● **Extracted records**

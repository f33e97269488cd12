//! XLIFF dialects and the names each one uses for the same concept.

use std::fmt;
use std::str::FromStr;

/// Supported XLIFF schema dialects.
#[derive(Debug, Clone, Copy, PartialEq, Eq, Hash)]
pub enum XliffVersion {
    /// XLIFF 1.2: `file/body/trans-unit`, `source`/`target` directly in the unit.
    V1_2,
    /// XLIFF 2.0: `file/unit/segment`, notes grouped under `notes`.
    V2_0,
}

impl XliffVersion {
    /// Map the root `version` attribute to a dialect.
    pub fn from_attr(version: &str) -> Option<Self> {
        match version {
            "1.2" => Some(Self::V1_2),
            "2.0" => Some(Self::V2_0),
            _ => None,
        }
    }

    pub fn as_str(self) -> &'static str {
        match self {
            Self::V1_2 => "1.2",
            Self::V2_0 => "2.0",
        }
    }

    /// Element carrying the language attributes; `None` means the root itself.
    pub fn language_container(self) -> Option<&'static str> {
        match self {
            Self::V1_2 => Some("file"),
            Self::V2_0 => None,
        }
    }

    pub fn source_language_attr(self) -> &'static str {
        match self {
            Self::V1_2 => "source-language",
            Self::V2_0 => "srcLang",
        }
    }

    pub fn target_language_attr(self) -> &'static str {
        match self {
            Self::V1_2 => "target-language",
            Self::V2_0 => "trgLang",
        }
    }

    /// Element whose children are the translation units.
    pub fn unit_container(self) -> &'static str {
        match self {
            Self::V1_2 => "body",
            Self::V2_0 => "file",
        }
    }

    pub fn unit_tag(self) -> &'static str {
        match self {
            Self::V1_2 => "trans-unit",
            Self::V2_0 => "unit",
        }
    }

    /// Element grouping a unit's notes; `None` means the unit itself.
    pub fn notes_container(self) -> Option<&'static str> {
        match self {
            Self::V1_2 => None,
            Self::V2_0 => Some("notes"),
        }
    }

    /// Attribute telling a `meaning` note from a `description` note.
    pub fn note_kind_attr(self) -> &'static str {
        match self {
            Self::V1_2 => "from",
            Self::V2_0 => "category",
        }
    }

    /// Element holding `source`/`target`; `None` means the unit itself.
    pub fn segment_container(self) -> Option<&'static str> {
        match self {
            Self::V1_2 => None,
            Self::V2_0 => Some("segment"),
        }
    }
}

impl fmt::Display for XliffVersion {
    fn fmt(&self, f: &mut fmt::Formatter<'_>) -> fmt::Result {
        f.write_str(self.as_str())
    }
}

/// Error returned when parsing an unsupported version string.
#[derive(Debug, Clone, PartialEq, Eq)]
pub struct UnsupportedVersion(pub String);

impl fmt::Display for UnsupportedVersion {
    fn fmt(&self, f: &mut fmt::Formatter<'_>) -> fmt::Result {
        write!(f, "unsupported XLIFF version {:?}", self.0)
    }
}

impl std::error::Error for UnsupportedVersion {}

impl FromStr for XliffVersion {
    type Err = UnsupportedVersion;

    fn from_str(s: &str) -> Result<Self, Self::Err> {
        Self::from_attr(s).ok_or_else(|| UnsupportedVersion(s.to_string()))
    }
}
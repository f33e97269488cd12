//! Synchronizing a translation file with a freshly extracted source file.

use log::{debug, info};

use crate::config::MergeOptions;
use crate::xliff::XliffDocument;

/// Outcome counters of a [`sync`] run.
#[derive(Debug, Clone, Copy, Default, PartialEq, Eq)]
pub struct SyncReport {
    /// Translation units in the synchronized document.
    pub total: usize,
    /// Units matched with a unit of the previous translation file.
    pub matched: usize,
    /// Units whose matched previous unit had no `target` either.
    pub untranslated: usize,
}

impl SyncReport {
    /// Units that got the placeholder target.
    pub fn placeholders(&self) -> usize {
        self.total - self.matched + self.untranslated
    }
}

/// Build the translation file for `language` from `source`.
///
/// Every unit of `source` is matched against `previous` (see
/// [`XliffDocument::find_match`]) and merged; units of `previous` with no
/// counterpart in `source` are dropped. Returns `None` when `source` is not
/// a valid document.
pub fn sync(
    source: &XliffDocument,
    previous: Option<&XliffDocument>,
    language: &str,
    options: &MergeOptions,
) -> Option<(XliffDocument, SyncReport)> {
    if !source.valid() {
        debug!("source document is not valid XLIFF, nothing to synchronize");
        return None;
    }

    let previous = previous.filter(|doc| doc.valid());
    let mut output = source.clone();
    output.set_target_language(Some(language));

    let units = output.translation_units();
    let mut report = SyncReport {
        total: units.len(),
        ..SyncReport::default()
    };

    for unit in units {
        let existing = previous.and_then(|prev| {
            prev.find_match(output.unit(unit))
                .map(|node| prev.unit(node))
        });

        if let Some(existing) = existing {
            report.matched += 1;
            if existing
                .document
                .tree()
                .and_then(|tree| tree.find_descendant(existing.node, "target"))
                .is_none()
            {
                report.untranslated += 1;
            }
        }

        output.merge_unit(unit, existing, options);
    }

    info!(
        "synchronized {} units for {language}: {} matched, {} placeholders",
        report.total,
        report.matched,
        report.placeholders()
    );
    Some((output, report))
}
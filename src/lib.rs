//! # xlf-sync
//!
//! A version-agnostic document model for XLIFF 1.2 and 2.0 translation files.
//!
//! ## Features
//!
//! - Load, create and serialize XLIFF 1.2/2.0 documents
//! - Read and write source/target language metadata
//! - Locate translation units by id, meaning, description or source markup
//! - Merge previous translations into freshly extracted units
//! - Synchronize a whole translation file with its source file
//!
//! ## Quick Start
//!
//! ```
//! use xlf_sync::{MergeOptions, XliffDocument};
//!
//! let source = XliffDocument::load(
//!     r#"<xliff version="2.0" srcLang="en"><file id="f"><unit id="greet"><segment><source>Hello</source></segment></unit></file></xliff>"#,
//! );
//! let previous = XliffDocument::load(
//!     r#"<xliff version="2.0" srcLang="en" trgLang="de"><file id="f"><unit id="greet"><segment><source>Hello</source><target>Hallo</target></segment></unit></file></xliff>"#,
//! );
//!
//! let (output, report) =
//!     xlf_sync::sync(&source, Some(&previous), "de", &MergeOptions::default()).unwrap();
//! assert_eq!(report.matched, 1);
//! assert!(output.extract().unwrap().contains("<target>Hallo</target>"));
//! ```
//!
//! ## Working with units
//!
//! Units are addressed by [`NodeId`] inside their own document. To merge a
//! unit of another document, borrow it as a [`UnitRef`]:
//!
//! ```
//! use xlf_sync::{MergeOptions, XliffDocument};
//!
//! let mut extracted = XliffDocument::load(
//!     r#"<xliff version="1.2"><file source-language="en"><body><trans-unit id="1"><source>Hi</source></trans-unit></body></file></xliff>"#,
//! );
//! let unit = extracted.find_by_id("1").unwrap();
//! extracted.merge_unit(unit, None, &MergeOptions::default().with_missing_translation("TODO"));
//!
//! assert!(extracted.extract().unwrap().contains("<source>Hi</source><target>TODO</target>"));
//! ```

pub mod config;
pub mod error;
pub mod sync;
pub(crate) mod util;
pub mod xliff;
pub mod xml;

pub use config::MergeOptions;
pub use error::{Error, Result};
pub use sync::{SyncReport, sync};
pub use util::decode_text;
pub use xliff::{UnitRef, UnsupportedVersion, XliffDocument, XliffVersion};
pub use xml::NodeId;
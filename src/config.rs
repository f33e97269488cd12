//! Merge settings.

/// Placeholder written into targets that have no previous translation.
pub const DEFAULT_MISSING_TRANSLATION: &str = "NOT TRANSLATED YET";

/// Settings consumed by [`XliffDocument::merge_unit`](crate::XliffDocument::merge_unit).
///
/// With the `cli` feature these can be read from a JSON settings file:
///
/// ```json
/// { "missingTranslation": "TODO", "preserveTargetOrder": false }
/// ```
#[derive(Debug, Clone, PartialEq, Eq)]
#[cfg_attr(feature = "cli", derive(serde::Deserialize))]
#[cfg_attr(feature = "cli", serde(default, rename_all = "camelCase"))]
pub struct MergeOptions {
    /// Target text synthesized for units without a previous translation.
    pub missing_translation: String,
    /// Take attribute order from the previous unit instead of the extracted one.
    pub preserve_target_order: bool,
}

impl Default for MergeOptions {
    fn default() -> Self {
        Self {
            missing_translation: DEFAULT_MISSING_TRANSLATION.to_string(),
            preserve_target_order: true,
        }
    }
}

impl MergeOptions {
    pub fn new() -> Self {
        Self::default()
    }

    pub fn with_missing_translation(mut self, text: impl Into<String>) -> Self {
        self.missing_translation = text.into();
        self
    }

    pub fn with_preserve_target_order(mut self, preserve: bool) -> Self {
        self.preserve_target_order = preserve;
        self
    }

    /// Read settings from JSON. Missing keys keep their defaults.
    #[cfg(feature = "cli")]
    pub fn from_json(json: &str) -> crate::Result<Self> {
        serde_json::from_str(json).map_err(|e| crate::Error::Config(e.to_string()))
    }
}

#[cfg(test)]
mod tests {
    use super::*;

    #[test]
    fn test_defaults() {
        let options = MergeOptions::default();
        assert_eq!(options.missing_translation, "NOT TRANSLATED YET");
        assert!(options.preserve_target_order);
    }

    #[test]
    fn test_builder() {
        let options = MergeOptions::new()
            .with_missing_translation("TODO")
            .with_preserve_target_order(false);
        assert_eq!(options.missing_translation, "TODO");
        assert!(!options.preserve_target_order);
    }

    #[cfg(feature = "cli")]
    #[test]
    fn test_from_json() {
        let options = MergeOptions::from_json(r#"{ "missingTranslation": "TBD" }"#).unwrap();
        assert_eq!(options.missing_translation, "TBD");
        assert!(options.preserve_target_order);

        let options = MergeOptions::from_json(r#"{ "preserveTargetOrder": false }"#).unwrap();
        assert_eq!(options.missing_translation, DEFAULT_MISSING_TRANSLATION);
        assert!(!options.preserve_target_order);

        assert!(matches!(
            MergeOptions::from_json("{ not json"),
            Err(crate::Error::Config(_))
        ));
    }
}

● **About this task**
Please go over the data above and copy each line with "matched" in it.

● **Task output**
    /// Units matched with a unit of the previous translation file.
    pub matched: usize,
    /// Units whose matched previous unit had no `target` either.
        self.total - self.matched + self.untranslated
/// Every unit of `source` is matched against `previous` (see
            report.matched += 1;
        "synchronized {} units for {language}: {} matched, {} placeholders",
        report.matched,
//! assert_eq!(report.matched, 1);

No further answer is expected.